Mataram,  (Antara)- SAN alias Arya (17), salah seorang dari empat terdakwa yang diduga terlibat aksi pengeroyokan pelajar hingga tewas di Taman Puri, Kota Mataram, disidangkan di pengadilan negeri setempat, Jumat.

Sidang yang majelis hakimnya diketuai Tri Hastono SH MH tersebut berlangsung tertutup, sehubungan terdakwa masih tergolong di bawah umur.

Usai persidangan, Denny Nurindra SH, penasehat hukum terdakwa, menjelaskan, Arya dijerat Jaksa Penuntut Umum (JPU) Baiq Sri Septiyaningsih dengan pasal 80 ayat (3) UU No.23 tahun 2002 jo pasal 55 ayat (1) KUHP, yakni perbuatan pidana yang telah menyebabkan korban seorang pelajar bernama Abdarani (17) tewas di Taman Puri pada Sabtu (16/11) sekitar pukul 20.30 Wita.

Menurut Indra, panggilan akrab penasehat hukum itu, kejadian itu bermula ketika Joko dan Amir yang berboncengan sepeda motor, berniat `nongkrong` di Taman Puri Mataram.

Setiba di taman itu, mereka berpapasan dengan Munawir Ahmad (15) yang hendak ke luar dari area taman. Begitu berpapasan, Munawir langsung mengeraskan suara gas sepeda motornya. Akhirnya, Joko tersinggung dan terjadilah cekcok antara Joko dan Munawir. Keduanya lantas saling adu pukul.

Joko kemudian melapor kepada teman-temannya di Karang Taliwang, Mataram. Joko dan teman-temannya, termasuk Arya, memutuskan beramai-ramai datang ke Taman Puri.

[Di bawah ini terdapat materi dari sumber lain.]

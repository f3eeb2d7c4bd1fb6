//! # TUI Components
//!
//! All UI components for the terminal interface. Two patterns are in
//! use, mirrored across the module:
//!
//! - **Stateful components** own persistent state in `TuiState` and emit
//!   typed events from `handle_event`: the filter panel and the results
//!   list. Their event enums are the only way filter intent and
//!   selections travel between panels — components never hold references
//!   to each other, the run loop relays.
//! - **Stateless components** receive everything as props each frame:
//!   the title bar and the detail panel.
//!
//! Each component file is self-contained: state type, event type,
//! rendering, event handling, and tests live together.

pub mod detail_panel;
pub mod filter_panel;
pub mod results_list;
pub mod title_bar;

pub use detail_panel::DetailPanel;
pub use filter_panel::{FilterPanel, FilterPanelEvent, FilterPanelState};
pub use results_list::{ResultsEvent, ResultsList, ResultsState};
pub use title_bar::TitleBar;
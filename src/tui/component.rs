use ratatui::Frame;
use ratatui::layout::Rect;

/// A reusable UI component.
///
/// Components here follow the persistent-state + transient-wrapper
/// pattern: long-lived state structs hold the data and handle events,
/// and a short-lived wrapper borrows that state for one render pass.
///
/// The `render` method takes `&mut self` so components can update
/// internal presentation state (list offsets, cached widths) during the
/// pass, aligning with Ratatui's `StatefulWidget` model.
pub trait Component {
    /// Render the component into the given area.
    fn render(&mut self, frame: &mut Frame, area: Rect);
}

/// A component that handles terminal events.
pub trait EventHandler {
    /// The type of high-level event this component emits.
    type Event;

    /// Handle a low-level `TuiEvent` and optionally return a high-level event.
    fn handle_event(&mut self, event: &super::event::TuiEvent) -> Option<Self::Event>;
}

Setiba di Taman Puri, mereka bersama-sama mengeroyok Munawir yang sedang bersama dengan Abdarani.

Arya sempat memukul Abdarani menggunakan tangannya. Setelah itu, Badok, teman Arya, ikut memukul Abdarani di bagian wajahnya dua kali, hingga kemudian korban terjatuh dan kepalanya membentur aspal.

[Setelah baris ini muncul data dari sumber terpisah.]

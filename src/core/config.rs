//! # Configuration
//!
//! Centralizes all settings with a clear override hierarchy:
//! defaults → config file → env vars → CLI flags.
//!
//! Config lives at `~/.signpost/config.toml`. If missing on first run, a
//! commented-out default is generated so users can discover all options.

use log::{debug, info, warn};
use serde::Deserialize;
use std::fmt;
use std::fs;
use std::path::{Path, PathBuf};

use crate::core::filter::QueryScope;

// ============================================================================
// Config Structs (all fields Option<T> for sparse TOML)
// ============================================================================

#[derive(Debug, Default, Deserialize)]
pub struct SignpostConfig {
    #[serde(default)]
    pub general: GeneralConfig,
    /// Category names offered by the filter panel, without the "All" entry.
    pub categories: Option<Vec<String>>,
}

#[derive(Debug, Default, Deserialize)]
pub struct GeneralConfig {
    /// URL of the resource feed to load on startup.
    pub source: Option<String>,
    /// Local JSON file to load instead of fetching.
    pub data_file: Option<String>,
    /// "all-fields" or "title-summary".
    pub query_scope: Option<QueryScope>,
}

// ============================================================================
// Defaults
// ============================================================================

pub const DEFAULT_CATEGORIES: [&str; 4] = ["Academic", "Wellness", "Financial", "Tech"];

// ============================================================================
// Resolved Config (concrete values, no Options)
// ============================================================================

/// Where the startup resource store comes from.
#[derive(Debug, Clone)]
pub enum DataSource {
    /// Fetch a JSON feed over HTTP.
    Http(String),
    /// Read a JSON file from disk.
    File(PathBuf),
}

#[derive(Debug, Clone)]
pub struct ResolvedConfig {
    /// None means start with an empty store and an Idle loader.
    pub source: Option<DataSource>,
    pub query_scope: QueryScope,
    pub categories: Vec<String>,
}

// ============================================================================
// Error Type
// ============================================================================

#[derive(Debug)]
pub enum ConfigError {
    Io(std::io::Error),
    Parse(toml::de::Error),
}

impl fmt::Display for ConfigError {
    fn fmt(&self, f: &mut fmt::Formatter<'_>) -> fmt::Result {
        match self {
            ConfigError::Io(e) => write!(f, "config I/O error: {e}"),
            ConfigError::Parse(e) => write!(f, "config parse error: {e}"),
        }
    }
}

impl std::error::Error for ConfigError {}

// ============================================================================
// Loading
// ============================================================================

/// Returns the path to `~/.signpost/config.toml`.
pub fn config_path() -> Option<PathBuf> {
    dirs::home_dir().map(|h| h.join(".signpost").join("config.toml"))
}

/// Load config from `~/.signpost/config.toml`.
///
/// If the file doesn't exist, generates a commented-out default and
/// returns `SignpostConfig::default()`. If it exists but is malformed,
/// returns `ConfigError::Parse`.
pub fn load_config() -> Result<SignpostConfig, ConfigError> {
    let path = match config_path() {
        Some(p) => p,
        None => {
            warn!("Could not determine home directory, using default config");
            return Ok(SignpostConfig::default());
        }
    };

    if !path.exists() {
        info!("No config file found, generating default at {}", path.display());
        generate_default_config(&path);
        return Ok(SignpostConfig::default());
    }

    let contents = fs::read_to_string(&path).map_err(ConfigError::Io)?;
    let config: SignpostConfig = toml::from_str(&contents).map_err(ConfigError::Parse)?;
    info!("Loaded config from {}", path.display());
    debug!("Config: {:?}", config);
    Ok(config)
}

/// Generates a commented-out default config file at the given path.
fn generate_default_config(path: &PathBuf) {
    let default_content = r#"# Signpost Configuration
# All settings are optional — defaults are used for anything not specified.
# Override hierarchy: defaults → this file → env vars → CLI flags.

# [general]
# source = "https://example.org/resources.json"   # Or set SIGNPOST_SOURCE env var
# data_file = "resources.json"                    # Local file, wins over source
# query_scope = "all-fields"                      # "all-fields" or "title-summary"

# Category names offered by the filter panel ("All" is always present).
# categories = ["Academic", "Wellness", "Financial", "Tech"]
"#;

    if let Some(parent) = path.parent() {
        if let Err(e) = fs::create_dir_all(parent) {
            warn!("Failed to create config directory: {}", e);
            return;
        }
    }
    if let Err(e) = fs::write(path, default_content) {
        warn!("Failed to write default config: {}", e);
    }
}

// ============================================================================
// Resolution
// ============================================================================

/// Resolve the final config by collapsing: defaults → config file → env vars → CLI.
///
/// `cli_source` and `cli_data` come from CLI flags (None = not specified).
/// A data file beats a URL at every layer: `--data` over `--source`, and
/// `data_file` over `source` within the config file.
pub fn resolve(
    config: &SignpostConfig,
    cli_source: Option<&str>,
    cli_data: Option<&Path>,
) -> ResolvedConfig {
    let source = if let Some(path) = cli_data {
        Some(DataSource::File(path.to_path_buf()))
    } else if let Some(url) = cli_source {
        Some(DataSource::Http(url.to_string()))
    } else if let Ok(url) = std::env::var("SIGNPOST_SOURCE") {
        Some(DataSource::Http(url))
    } else if let Some(path) = &config.general.data_file {
        Some(DataSource::File(PathBuf::from(path)))
    } else {
        config
            .general
            .source
            .clone()
            .map(DataSource::Http)
    };

    let categories = config.categories.clone().unwrap_or_else(|| {
        DEFAULT_CATEGORIES.iter().map(|c| c.to_string()).collect()
    });

    ResolvedConfig {
        source,
        query_scope: config.general.query_scope.unwrap_or_default(),
        categories,
    }
}

#[cfg(test)]
mod tests {
    use super::*;

    #[test]
    fn test_resolve_defaults() {
        let resolved = resolve(&SignpostConfig::default(), None, None);
        // SIGNPOST_SOURCE may leak in from the environment; only assert the
        // parts that are hermetic.
        assert_eq!(resolved.query_scope, QueryScope::AllFields);
        assert_eq!(resolved.categories, DEFAULT_CATEGORIES);
    }

    #[test]
    fn test_cli_data_beats_cli_source() {
        let resolved = resolve(
            &SignpostConfig::default(),
            Some("https://example.org/feed.json"),
            Some(Path::new("local.json")),
        );
        assert!(matches!(resolved.source, Some(DataSource::File(_))));
    }

    #[test]
    fn test_config_file_fields_parse() {
        let config: SignpostConfig = toml::from_str(
            r#"
            [general]
            source = "https://example.org/resources.json"
            query_scope = "title-summary"

            categories = ["Housing", "Legal"]
            "#,
        )
        .unwrap();
        let resolved = resolve(&config, None, None);
        assert!(matches!(resolved.source, Some(DataSource::Http(_))));
        assert_eq!(resolved.query_scope, QueryScope::TitleSummary);
        assert_eq!(resolved.categories, ["Housing", "Legal"]);
    }

    #[test]
    fn test_sparse_config_parses() {
        let config: SignpostConfig = toml::from_str("").unwrap();
        assert!(config.general.source.is_none());
        assert!(config.categories.is_none());
    }
}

Ketika terjatuh, Abdarani malah menjadi bulan-bulanan Arya dan teman-temannya hingga tak berdaya. Setelah itu, mereka meninggalkan Abdarani begitu saja.

Saat itu, Abdarani sempat dilarikan ke Rumah Sakit Bhayangkara dan ditangani dr Ni Luh Eka Suprapto dalam kondisi tidak sadar dan kepalanya mengeluarkan darah.

Berhubung kondisinya tidak kunjung membaik, Abdarani sempat dibawa pulang. Namun, begitu sampai di rumah, Abdarani masih tidak sadar dan terus mengigit lidahnya, sehingga dibawa lagi ke RSU Kota Mataram.

Hanya dua jam menjalani perawatan di rumah sakit itu, Abdarani kemudian dirujuk ke RSUP NTB dan langsung diberikan bantuan pernapasan menggunakan oksigen. Ketika sedang menunggu saat dilakukan operasi, nyawa Abdarani tidak tertolong lagi.

Sidang ditunda hingga pekan mendatang untuk mendengar keterangan saksi-saksi, sementara beberapa terdakwa lain disidangkan secara terpisah.